● **WORK INSTRUCTION**: The word "configures" may appear in some lines of the data; copy every such line.
——
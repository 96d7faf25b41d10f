use super::*;

use crate::draw::{measure::FixedMeasure, surface::Scene};

fn hms(h: u32, m: u32, s: u32) -> NaiveTime {
    NaiveTime::from_hms_opt(h, m, s).unwrap()
}

#[test]
fn ticks_format_hours_and_minutes() {
    let mut scene = Scene::new();
    let mut measure = FixedMeasure::new(10.0, 20.0);
    let mut clock = ClockArtist::new(&mut scene, &mut measure, &Resources::default(), Anchor::North);
    assert_eq!(clock.cell().width(), 50.0);

    clock.tick(&mut scene, hms(7, 5, 0));
    assert_eq!(scene.get(clock.primitive()).unwrap().text_str(), Some("07:05"));
}

#[test]
fn same_minute_is_not_reconfigured() {
    let mut scene = Scene::new();
    let mut measure = FixedMeasure::new(10.0, 20.0);
    let mut clock = ClockArtist::new(&mut scene, &mut measure, &Resources::default(), Anchor::North);
    clock.tick(&mut scene, hms(23, 59, 1));
    clock.tick(&mut scene, hms(23, 59, 40));
    assert_eq!(scene.stats().configures, 1);
    clock.tick(&mut scene, hms(0, 0, 0));
    assert_eq!(scene.stats().configures, 2);
    assert_eq!(scene.get(clock.primitive()).unwrap().text_str(), Some("00:00"));
}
——
● **THE ANSWER**:
    assert_eq!(scene.stats().configures, 1);
    assert_eq!(scene.stats().configures, 2);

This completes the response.